▶ **Exercise description**: Copy out every line from the records that includes "IdentityMemory".

▶ **Data for review**:
//! Identity-mapped physical memory and fixed-address page claims.

use core::arch::asm;

use log::debug;
use uefi_raw::table::boot::MemoryType;
use uefi_raw::table::system::SystemTable;

use crate::ivt::{ClaimError, PageAllocator};
use crate::phys::PhysMemory;

/// `EFI_ALLOCATE_TYPE::AllocateAddress`; uefi-raw 0.11 takes the raw `u32`.
const ALLOCATE_ADDRESS: u32 = 2;

/// Physical memory through the firmware's identity map.
///
/// Accesses go through inline `mov`s rather than pointer reads: the IVT
/// starts at physical 0, which Rust would treat as a null dereference.
pub struct IdentityMemory {
    _private: (),
}

impl IdentityMemory {
    /// # Safety
    /// Boot services must still be running with the firmware's identity
    /// mapping of the first MiB in place.
    pub const unsafe fn new() -> Self {
        Self { _private: () }
    }
}

impl PhysMemory for IdentityMemory {
    #[inline]
    fn read_u8(&self, addr: u64) -> u8 {
        let v: u8;
        unsafe {
            asm!("mov {v}, byte ptr [{a}]", a = in(reg) addr, v = out(reg_byte) v,
                 options(nostack, preserves_flags));
        }
        v
    }

    #[inline]
    fn write_u8(&mut self, addr: u64, value: u8) {
        unsafe {
            asm!("mov byte ptr [{a}], {v}", a = in(reg) addr, v = in(reg_byte) value,
                 options(nostack, preserves_flags));
        }
    }
}

/// `AllocatePages(AllocateAddress, ...)` straight through the boot services
/// table. The safe wrapper cannot report an allocation at address 0.
pub struct UefiPages;

impl PageAllocator for UefiPages {
    fn allocate_at(&mut self, base: u64, pages: usize) -> Result<(), ClaimError> {
        let st = uefi::table::system_table_raw().ok_or(ClaimError::AddressUnavailable)?;
        let st = st.cast::<SystemTable>();
        let bs = unsafe { st.as_ref().boot_services };
        if bs.is_null() {
            return Err(ClaimError::AddressUnavailable);
        }

        let mut addr = base;
        let status = unsafe {
            ((*bs).allocate_pages)(
                ALLOCATE_ADDRESS,
                MemoryType::BOOT_SERVICES_CODE,
                pages,
                &mut addr,
            )
        };
        if status.is_error() {
            debug!("[pages] AllocatePages(0x{:x}, {}) = {:?}", base, pages, status);
            return Err(ClaimError::AddressUnavailable);
        }
        Ok(())
    }
}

▶ **Response area**:
pub struct IdentityMemory {
impl IdentityMemory {
impl PhysMemory for IdentityMemory {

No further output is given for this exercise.